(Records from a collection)
◆ ◆ ◆ ◆ ◆ ◆ ◆

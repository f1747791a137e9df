//! Owned data types shared by the parser, fetcher and locator.
//!
//! All types in this module are fully owned (no borrowed lifetimes) and
//! implement `Send` so they can be produced on blocking retrieval threads and
//! handed back to the async fold.

use chrono::{DateTime, Utc};

use crate::error::LocateError;

/// One point in the linear history being replayed.
///
/// `position` is the revision's index in the chain; the base revision the
/// chain starts from is always position 0.
#[derive(Debug, Clone, PartialEq, Eq)]
pub struct Revision {
    /// Full hex object id.
    pub id: String,
    /// Committer time.
    pub time: DateTime<Utc>,
    /// Index in the chain.
    pub position: usize,
}

impl Revision {
    /// Abbreviated id for display, git's default seven characters.
    pub fn short_id(&self) -> &str {
        let end = self.id.char_indices().nth(7).map(|(i, _)| i).unwrap_or(self.id.len());
        &self.id[..end]
    }
}

/// The `(file, line)` pair threaded through the fold.
#[derive(Debug, Clone, PartialEq, Eq, Hash)]
pub struct TrackedLocation {
    /// Repository-relative path.
    pub file_name: String,
    /// 1-based line number.
    pub line_number: u32,
}

impl TrackedLocation {
    /// Creates a location, rejecting empty paths and line 0.
    ///
    /// # Errors
    ///
    /// Returns `LocateError::Input` when the path is empty or the line is 0.
    pub fn new(file_name: impl Into<String>, line_number: u32) -> Result<Self, LocateError> {
        let file_name = file_name.into();
        if file_name.trim().is_empty() {
            return Err(LocateError::Input("file name must not be empty".to_owned()));
        }
        if line_number == 0 {
            return Err(LocateError::Input("line numbers start at 1".to_owned()));
        }
        Ok(Self { file_name, line_number })
    }
}

impl std::fmt::Display for TrackedLocation {
    fn fmt(&self, f: &mut std::fmt::Formatter<'_>) -> std::fmt::Result {
        write!(f, "{}:{}", self.file_name, self.line_number)
    }
}

/// One `@@` region of a unified diff.
///
/// `old_start` is the 1-based pre-edit line the region begins at (0 for an
/// insertion at the very top of the file); `old_lines` lines are removed from
/// there and `new_lines` lines replace them.
#[derive(Debug, Clone, Copy, PartialEq, Eq)]
pub struct EditHunk {
    /// First pre-edit line of the region (0 for a top-of-file insertion).
    pub old_start: u32,
    /// Lines removed from the old file.
    pub old_lines: u32,
    /// First line of the region in the new file; display only.
    pub new_start: u32,
    /// Lines that replace them in the new file.
    pub new_lines: u32,
}

impl EditHunk {
    /// Net line-count change introduced by this hunk.
    pub fn delta(&self) -> i64 {
        i64::from(self.new_lines) - i64::from(self.old_lines)
    }
}

/// All hunks for one file within one revision transition.
///
/// A side that is `/dev/null` (file created or deleted) is `None`.
#[derive(Debug, Clone, Default, PartialEq, Eq)]
pub struct FileDiff {
    /// Path before the transition; `None` for a created file.
    pub old_name: Option<String>,
    /// Path after the transition; `None` for a deleted file.
    pub new_name: Option<String>,
    /// Set for `copy from`/`copy to` entries; the locator never follows these.
    pub is_copy: bool,
    /// Binary change; carries no hunks.
    pub is_binary: bool,
    /// Hunks in diff order (ascending `old_start`).
    pub hunks: Vec<EditHunk>,
}

impl FileDiff {
    /// True when both sides exist under different names.
    pub fn is_rename(&self) -> bool {
        matches!((&self.old_name, &self.new_name), (Some(old), Some(new)) if old != new)
    }
}

/// The unit exchanged between the fetcher and the locator.
///
/// `position` is the chain index of the newer revision of the pair, so the
/// transition `(r0, r1)` has position 1.
#[derive(Debug)]
pub struct DiffResult {
    pub position: usize,
    pub file_diffs: Result<Vec<FileDiff>, LocateError>,
}

/// Terminal state of the fold.
#[derive(Debug, Clone, PartialEq, Eq)]
pub enum Outcome {
    /// The whole chain was replayed; `location` is valid at `revision`.
    Located {
        location: TrackedLocation,
        revision: Revision,
    },
    /// The line was deleted by the transition `from -> to` at `position`.
    ///
    /// `location` is the last known place of the line, valid at `from`.
    Lost {
        position: usize,
        from: Revision,
        to: Revision,
        location: TrackedLocation,
    },
}

impl Outcome {
    /// Returns true for the cold-trail outcome.
    pub fn is_lost(&self) -> bool {
        matches!(self, Outcome::Lost { .. })
    }

    /// The last location the line is known to have had.
    pub fn location(&self) -> &TrackedLocation {
        match self {
            Outcome::Located { location, .. } | Outcome::Lost { location, .. } => location,
        }
    }
}

/// Result of a single-transition step, see [`crate::locate::apply_transition`].
#[derive(Debug, Clone, PartialEq, Eq)]
pub enum Transition {
    /// The line survived (possibly shifted or renamed).
    Moved(TrackedLocation),
    /// A hunk covered the line.
    Deleted,
}
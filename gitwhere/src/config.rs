//! Optional user configuration in `~/.config/gitwhere/config.toml`.
//!
//! Every key is optional. Command-line flags win over file values.

use serde::Deserialize;

use crate::cli::Args;

/// Settings merged from the config file and the command line.
#[derive(Debug, Clone, PartialEq, Eq, Deserialize)]
#[serde(default)]
pub struct Config {
    /// Theme name, see `Theme::from_name`.
    pub theme: String,
    /// Deadline for the whole diff batch, in seconds.
    pub timeout_secs: u64,
    /// Diff retrievals allowed in flight at once.
    pub max_concurrency: usize,
    /// Lines shown around the tracked line.
    pub context: usize,
    /// Context lines git includes in each hunk.
    pub diff_context: u32,
}

impl Default for Config {
    fn default() -> Self {
        Self {
            theme: "catppuccin-mocha".to_owned(),
            timeout_secs: gitwhere_core::fetch::DEFAULT_TIMEOUT.as_secs(),
            max_concurrency: gitwhere_core::fetch::default_concurrency(),
            context: 5,
            diff_context: 0,
        }
    }
}

impl Config {
    /// Parses config file contents.
    pub fn parse(raw: &str) -> Result<Self, toml::de::Error> {
        toml::from_str(raw)
    }

    /// Applies command-line overrides.
    pub fn with_overrides(mut self, args: &Args) -> Self {
        if let Some(theme) = &args.theme {
            self.theme = theme.clone();
        }
        if let Some(timeout) = args.timeout {
            self.timeout_secs = timeout;
        }
        if let Some(jobs) = args.jobs {
            self.max_concurrency = jobs.max(1);
        }
        if let Some(context) = args.context {
            self.context = context;
        }
        if let Some(diff_context) = args.diff_context {
            self.diff_context = diff_context;
        }
        self
    }
}

/// Returns the path to the gitwhere config file.
///
/// Prefers `$XDG_CONFIG_HOME/gitwhere/config.toml`; falls back to
/// `~/.config/gitwhere/config.toml` when the env var is absent.
pub fn config_path() -> std::path::PathBuf {
    let base = std::env::var("XDG_CONFIG_HOME")
        .ok()
        .map(std::path::PathBuf::from)
        .or_else(|| {
            std::env::var("HOME")
                .ok()
                .map(|h| std::path::PathBuf::from(h).join(".config"))
        })
        .unwrap_or_else(|| std::path::PathBuf::from(".config"));
    base.join("gitwhere").join("config.toml")
}

/// Loads the config file, falling back to defaults.
///
/// A missing file is normal. A file that cannot be parsed is logged and
/// ignored; config errors never stop a run.
pub fn load() -> Config {
    let path = config_path();
    let raw = match std::fs::read_to_string(&path) {
        Ok(s) => s,
        Err(_) => return Config::default(),
    };
    match Config::parse(&raw) {
        Ok(config) => {
            tracing::debug!(path = %path.display(), "loaded config");
            config
        }
        Err(e) => {
            tracing::warn!(path = %path.display(), error = %e, "ignoring unreadable config");
            Config::default()
        }
    }
}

◆ ◆ ◆ ◆ ◆ ◆ ◆

EXERCISE BRIEF: Could you give the records above again, exactly and in full?

OUTPUT FOR THIS TASK:
repository f1747791a137e9df
//! Owned data types shared by the parser, fetcher and locator.
//!
//! All types in this module are fully owned (no borrowed lifetimes) and
//! implement `Send` so they can be produced on blocking retrieval threads and
//! handed back to the async fold.

use chrono::{DateTime, Utc};

use crate::error::LocateError;

/// One point in the linear history being replayed.
///
/// `position` is the revision's index in the chain; the base revision the
/// chain starts from is always position 0.
#[derive(Debug, Clone, PartialEq, Eq)]
pub struct Revision {
    /// Full hex object id.
    pub id: String,
    /// Committer time.
    pub time: DateTime<Utc>,
    /// Index in the chain.
    pub position: usize,
}

impl Revision {
    /// Abbreviated id for display, git's default seven characters.
    pub fn short_id(&self) -> &str {
        let end = self.id.char_indices().nth(7).map(|(i, _)| i).unwrap_or(self.id.len());
        &self.id[..end]
    }
}

/// The `(file, line)` pair threaded through the fold.
#[derive(Debug, Clone, PartialEq, Eq, Hash)]
pub struct TrackedLocation {
    /// Repository-relative path.
    pub file_name: String,
    /// 1-based line number.
    pub line_number: u32,
}

impl TrackedLocation {
    /// Creates a location, rejecting empty paths and line 0.
    ///
    /// # Errors
    ///
    /// Returns `LocateError::Input` when the path is empty or the line is 0.
    pub fn new(file_name: impl Into<String>, line_number: u32) -> Result<Self, LocateError> {
        let file_name = file_name.into();
        if file_name.trim().is_empty() {
            return Err(LocateError::Input("file name must not be empty".to_owned()));
        }
        if line_number == 0 {
            return Err(LocateError::Input("line numbers start at 1".to_owned()));
        }
        Ok(Self { file_name, line_number })
    }
}

impl std::fmt::Display for TrackedLocation {
    fn fmt(&self, f: &mut std::fmt::Formatter<'_>) -> std::fmt::Result {
        write!(f, "{}:{}", self.file_name, self.line_number)
    }
}

/// One `@@` region of a unified diff.
///
/// `old_start` is the 1-based pre-edit line the region begins at (0 for an
/// insertion at the very top of the file); `old_lines` lines are removed from
/// there and `new_lines` lines replace them.
#[derive(Debug, Clone, Copy, PartialEq, Eq)]
pub struct EditHunk {
    /// First pre-edit line of the region (0 for a top-of-file insertion).
    pub old_start: u32,
    /// Lines removed from the old file.
    pub old_lines: u32,
    /// First line of the region in the new file; display only.
    pub new_start: u32,
    /// Lines that replace them in the new file.
    pub new_lines: u32,
}

impl EditHunk {
    /// Net line-count change introduced by this hunk.
    pub fn delta(&self) -> i64 {
        i64::from(self.new_lines) - i64::from(self.old_lines)
    }
}

/// All hunks for one file within one revision transition.
///
/// A side that is `/dev/null` (file created or deleted) is `None`.
#[derive(Debug, Clone, Default, PartialEq, Eq)]
pub struct FileDiff {
    /// Path before the transition; `None` for a created file.
    pub old_name: Option<String>,
    /// Path after the transition; `None` for a deleted file.
    pub new_name: Option<String>,
    /// Set for `copy from`/`copy to` entries; the locator never follows these.
    pub is_copy: bool,
    /// Binary change; carries no hunks.
    pub is_binary: bool,
    /// Hunks in diff order (ascending `old_start`).
    pub hunks: Vec<EditHunk>,
}

impl FileDiff {
    /// True when both sides exist under different names.
    pub fn is_rename(&self) -> bool {
        matches!((&self.old_name, &self.new_name), (Some(old), Some(new)) if old != new)
    }
}

/// The unit exchanged between the fetcher and the locator.
///
/// `position` is the chain index of the newer revision of the pair, so the
/// transition `(r0, r1)` has position 1.
#[derive(Debug)]
pub struct DiffResult {
    pub position: usize,
    pub file_diffs: Result<Vec<FileDiff>, LocateError>,
}

/// Terminal state of the fold.
#[derive(Debug, Clone, PartialEq, Eq)]
pub enum Outcome {
    /// The whole chain was replayed; `location` is valid at `revision`.
    Located {
        location: TrackedLocation,
        revision: Revision,
    },
    /// The line was deleted by the transition `from -> to` at `position`.
    ///
    /// `location` is the last known place of the line, valid at `from`.
    Lost {
        position: usize,
        from: Revision,
        to: Revision,
        location: TrackedLocation,
    },
}

impl Outcome {
    /// Returns true for the cold-trail outcome.
    pub fn is_lost(&self) -> bool {
        matches!(self, Outcome::Lost { .. })
    }

    /// The last location the line is known to have had.
    pub fn location(&self) -> &TrackedLocation {
        match self {
            Outcome::Located { location, .. } | Outcome::Lost { location, .. } => location,
        }
    }
}

/// Result of a single-transition step, see [`crate::locate::apply_transition`].
#[derive(Debug, Clone, PartialEq, Eq)]
pub enum Transition {
    /// The line survived (possibly shifted or renamed).
    Moved(TrackedLocation),
    /// A hunk covered the line.
    Deleted,
}
filename gitwhere/src/config.rs
//! Optional user configuration in `~/.config/gitwhere/config.toml`.
//!
//! Every key is optional. Command-line flags win over file values.

use serde::Deserialize;

use crate::cli::Args;

/// Settings merged from the config file and the command line.
#[derive(Debug, Clone, PartialEq, Eq, Deserialize)]
#[serde(default)]
pub struct Config {
    /// Theme name, see `Theme::from_name`.
    pub theme: String,
    /// Deadline for the whole diff batch, in seconds.
    pub timeout_secs: u64,
    /// Diff retrievals allowed in flight at once.
    pub max_concurrency: usize,
    /// Lines shown around the tracked line.
    pub context: usize,
    /// Context lines git includes in each hunk.
    pub diff_context: u32,
}

impl Default for Config {
    fn default() -> Self {
        Self {
            theme: "catppuccin-mocha".to_owned(),
            timeout_secs: gitwhere_core::fetch::DEFAULT_TIMEOUT.as_secs(),
            max_concurrency: gitwhere_core::fetch::default_concurrency(),
            context: 5,
            diff_context: 0,
        }
    }
}

impl Config {
    /// Parses config file contents.
    pub fn parse(raw: &str) -> Result<Self, toml::de::Error> {
        toml::from_str(raw)
    }

    /// Applies command-line overrides.
    pub fn with_overrides(mut self, args: &Args) -> Self {
        if let Some(theme) = &args.theme {
            self.theme = theme.clone();
        }
        if let Some(timeout) = args.timeout {
            self.timeout_secs = timeout;
        }
        if let Some(jobs) = args.jobs {
            self.max_concurrency = jobs.max(1);
        }
        if let Some(context) = args.context {
            self.context = context;
        }
        if let Some(diff_context) = args.diff_context {
            self.diff_context = diff_context;
        }
        self
    }
}

/// Returns the path to the gitwhere config file.
///
/// Prefers `$XDG_CONFIG_HOME/gitwhere/config.toml`; falls back to
/// `~/.config/gitwhere/config.toml` when the env var is absent.
pub fn config_path() -> std::path::PathBuf {
    let base = std::env::var("XDG_CONFIG_HOME")
        .ok()
        .map(std::path::PathBuf::from)
        .or_else(|| {
            std::env::var("HOME")
                .ok()
                .map(|h| std::path::PathBuf::from(h).join(".config"))
        })
        .unwrap_or_else(|| std::path::PathBuf::from(".config"));
    base.join("gitwhere").join("config.toml")
}

/// Loads the config file, falling back to defaults.
///
/// A missing file is normal. A file that cannot be parsed is logged and
/// ignored; config errors never stop a run.
pub fn load() -> Config {
    let path = config_path();
    let raw = match std::fs::read_to_string(&path) {
        Ok(s) => s,
        Err(_) => return Config::default(),
    };
    match Config::parse(&raw) {
        Ok(config) => {
            tracing::debug!(path = %path.display(), "loaded config");
            config
        }
        Err(e) => {
            tracing::warn!(path = %path.display(), error = %e, "ignoring unreadable config");
            Config::default()
        }
    }
}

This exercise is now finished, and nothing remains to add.